**THE TASK**
Please return only the lines from the one holding "assert!(Leverage::new(0).is_none());" through the one holding "assert_eq!(Leverage::new(10).unwrap().fraction(), dec!(0.1));", exactly as they appear in the records below, both ends included.
*** RECORDED DATA ***
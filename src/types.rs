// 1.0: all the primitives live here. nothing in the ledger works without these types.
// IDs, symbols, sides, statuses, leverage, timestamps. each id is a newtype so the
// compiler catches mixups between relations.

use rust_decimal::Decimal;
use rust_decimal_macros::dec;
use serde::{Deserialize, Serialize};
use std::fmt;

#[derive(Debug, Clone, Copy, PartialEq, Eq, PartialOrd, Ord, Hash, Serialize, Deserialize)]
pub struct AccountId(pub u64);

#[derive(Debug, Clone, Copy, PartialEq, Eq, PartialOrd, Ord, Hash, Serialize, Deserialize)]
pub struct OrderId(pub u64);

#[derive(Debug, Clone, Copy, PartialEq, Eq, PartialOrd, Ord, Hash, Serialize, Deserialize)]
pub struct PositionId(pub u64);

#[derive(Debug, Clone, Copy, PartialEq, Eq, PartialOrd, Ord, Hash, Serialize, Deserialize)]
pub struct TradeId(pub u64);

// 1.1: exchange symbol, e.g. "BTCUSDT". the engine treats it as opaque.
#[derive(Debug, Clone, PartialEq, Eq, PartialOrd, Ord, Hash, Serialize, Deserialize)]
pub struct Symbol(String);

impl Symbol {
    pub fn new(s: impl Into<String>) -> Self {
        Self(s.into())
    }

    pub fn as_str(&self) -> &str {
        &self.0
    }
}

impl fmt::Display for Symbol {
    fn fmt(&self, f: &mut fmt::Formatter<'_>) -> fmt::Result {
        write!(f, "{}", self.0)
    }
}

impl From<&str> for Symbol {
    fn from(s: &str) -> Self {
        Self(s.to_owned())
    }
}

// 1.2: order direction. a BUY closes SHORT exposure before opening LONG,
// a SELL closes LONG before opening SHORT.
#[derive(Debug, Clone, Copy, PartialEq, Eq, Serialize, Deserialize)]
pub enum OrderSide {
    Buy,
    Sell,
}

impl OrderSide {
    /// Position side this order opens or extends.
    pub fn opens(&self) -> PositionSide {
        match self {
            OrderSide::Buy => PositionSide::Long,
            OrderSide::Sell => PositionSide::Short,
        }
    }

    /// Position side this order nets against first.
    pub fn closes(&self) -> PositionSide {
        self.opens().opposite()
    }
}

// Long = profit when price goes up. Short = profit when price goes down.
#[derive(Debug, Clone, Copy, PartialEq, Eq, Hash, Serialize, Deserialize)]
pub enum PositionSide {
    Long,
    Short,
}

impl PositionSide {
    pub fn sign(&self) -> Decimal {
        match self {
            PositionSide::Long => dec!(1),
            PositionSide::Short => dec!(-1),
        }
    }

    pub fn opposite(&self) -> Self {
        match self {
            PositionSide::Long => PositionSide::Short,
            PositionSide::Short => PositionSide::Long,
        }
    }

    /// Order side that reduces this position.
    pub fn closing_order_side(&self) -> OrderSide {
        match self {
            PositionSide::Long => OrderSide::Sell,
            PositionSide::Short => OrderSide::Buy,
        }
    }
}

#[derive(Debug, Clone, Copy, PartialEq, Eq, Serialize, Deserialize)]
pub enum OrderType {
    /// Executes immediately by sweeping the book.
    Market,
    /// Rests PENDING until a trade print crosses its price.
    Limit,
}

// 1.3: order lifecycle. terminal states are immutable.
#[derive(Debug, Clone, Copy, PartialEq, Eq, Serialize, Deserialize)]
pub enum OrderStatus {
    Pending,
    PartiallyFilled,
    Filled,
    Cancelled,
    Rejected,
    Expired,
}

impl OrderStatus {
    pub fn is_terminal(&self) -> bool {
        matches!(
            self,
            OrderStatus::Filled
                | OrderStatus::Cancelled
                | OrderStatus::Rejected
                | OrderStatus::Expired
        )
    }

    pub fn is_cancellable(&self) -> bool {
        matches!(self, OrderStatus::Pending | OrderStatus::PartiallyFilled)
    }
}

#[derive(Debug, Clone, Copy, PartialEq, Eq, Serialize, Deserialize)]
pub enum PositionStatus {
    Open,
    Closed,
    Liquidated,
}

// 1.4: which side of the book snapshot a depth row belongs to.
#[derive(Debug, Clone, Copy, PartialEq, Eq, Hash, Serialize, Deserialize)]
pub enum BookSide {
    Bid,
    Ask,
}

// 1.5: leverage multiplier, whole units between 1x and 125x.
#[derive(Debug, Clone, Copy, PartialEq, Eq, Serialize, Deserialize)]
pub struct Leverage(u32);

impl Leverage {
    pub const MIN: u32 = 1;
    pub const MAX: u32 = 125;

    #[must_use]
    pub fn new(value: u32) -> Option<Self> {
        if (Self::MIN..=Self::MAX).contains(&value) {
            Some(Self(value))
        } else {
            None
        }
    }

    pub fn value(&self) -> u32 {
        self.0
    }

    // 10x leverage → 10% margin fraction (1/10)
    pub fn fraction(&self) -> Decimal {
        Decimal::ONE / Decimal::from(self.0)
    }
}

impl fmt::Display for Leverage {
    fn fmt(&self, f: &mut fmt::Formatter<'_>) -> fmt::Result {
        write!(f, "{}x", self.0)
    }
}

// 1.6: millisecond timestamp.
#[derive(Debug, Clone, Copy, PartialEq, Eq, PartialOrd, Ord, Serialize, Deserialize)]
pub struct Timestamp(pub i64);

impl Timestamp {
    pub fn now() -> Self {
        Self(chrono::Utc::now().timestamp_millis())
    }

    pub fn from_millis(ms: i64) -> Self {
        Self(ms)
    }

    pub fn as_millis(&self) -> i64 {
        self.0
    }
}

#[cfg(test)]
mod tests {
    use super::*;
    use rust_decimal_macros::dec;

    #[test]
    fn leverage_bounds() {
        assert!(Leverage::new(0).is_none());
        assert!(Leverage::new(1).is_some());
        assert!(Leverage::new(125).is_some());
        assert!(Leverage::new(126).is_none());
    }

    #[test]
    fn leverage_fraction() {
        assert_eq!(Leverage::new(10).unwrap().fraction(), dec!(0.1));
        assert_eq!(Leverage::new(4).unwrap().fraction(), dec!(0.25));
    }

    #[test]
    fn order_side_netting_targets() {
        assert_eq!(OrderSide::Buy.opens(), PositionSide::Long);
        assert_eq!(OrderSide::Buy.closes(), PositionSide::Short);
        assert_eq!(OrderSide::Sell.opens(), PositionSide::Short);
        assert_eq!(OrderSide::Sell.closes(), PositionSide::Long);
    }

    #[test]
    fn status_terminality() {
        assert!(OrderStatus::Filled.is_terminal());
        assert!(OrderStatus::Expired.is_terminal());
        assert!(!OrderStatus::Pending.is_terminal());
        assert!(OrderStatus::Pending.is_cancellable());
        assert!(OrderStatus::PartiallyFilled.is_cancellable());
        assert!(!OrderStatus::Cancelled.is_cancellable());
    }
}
*** End of RECORDED DATA ***
*** RECORDED DATA ***
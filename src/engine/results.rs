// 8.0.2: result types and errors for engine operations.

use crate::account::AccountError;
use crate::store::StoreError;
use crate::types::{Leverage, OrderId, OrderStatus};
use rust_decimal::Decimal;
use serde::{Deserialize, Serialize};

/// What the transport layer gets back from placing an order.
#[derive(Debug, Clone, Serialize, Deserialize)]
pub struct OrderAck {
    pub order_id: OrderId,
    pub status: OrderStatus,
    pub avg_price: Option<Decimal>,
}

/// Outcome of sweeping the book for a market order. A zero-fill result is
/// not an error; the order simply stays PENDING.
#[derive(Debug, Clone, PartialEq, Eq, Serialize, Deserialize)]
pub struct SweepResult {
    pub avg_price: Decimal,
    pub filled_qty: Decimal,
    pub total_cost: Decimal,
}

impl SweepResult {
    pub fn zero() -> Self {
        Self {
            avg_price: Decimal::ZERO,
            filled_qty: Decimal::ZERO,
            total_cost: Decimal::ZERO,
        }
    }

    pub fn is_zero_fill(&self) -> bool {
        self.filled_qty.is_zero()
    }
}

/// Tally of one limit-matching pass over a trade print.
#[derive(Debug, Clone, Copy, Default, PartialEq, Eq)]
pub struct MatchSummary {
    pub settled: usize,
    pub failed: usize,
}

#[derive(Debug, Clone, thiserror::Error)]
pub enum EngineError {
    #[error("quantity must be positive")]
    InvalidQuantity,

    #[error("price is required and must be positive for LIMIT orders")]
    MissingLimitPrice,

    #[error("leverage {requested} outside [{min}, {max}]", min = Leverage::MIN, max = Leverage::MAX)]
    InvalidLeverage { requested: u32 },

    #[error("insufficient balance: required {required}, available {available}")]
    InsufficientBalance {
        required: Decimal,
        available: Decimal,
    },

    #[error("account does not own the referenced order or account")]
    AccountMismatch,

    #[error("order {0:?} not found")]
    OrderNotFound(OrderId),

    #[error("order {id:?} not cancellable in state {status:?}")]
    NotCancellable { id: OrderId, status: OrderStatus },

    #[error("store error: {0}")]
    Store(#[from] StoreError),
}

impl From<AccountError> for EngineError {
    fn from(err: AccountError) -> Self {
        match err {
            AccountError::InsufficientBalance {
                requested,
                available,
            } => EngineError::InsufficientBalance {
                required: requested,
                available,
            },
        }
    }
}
*** End of RECORDED DATA ***
**OUTPUT OF THE TASK**
        assert!(Leverage::new(0).is_none());
        assert!(Leverage::new(1).is_some());
        assert!(Leverage::new(125).is_some());
        assert!(Leverage::new(126).is_none());
    }

    #[test]
    fn leverage_fraction() {
        assert_eq!(Leverage::new(10).unwrap().fraction(), dec!(0.1));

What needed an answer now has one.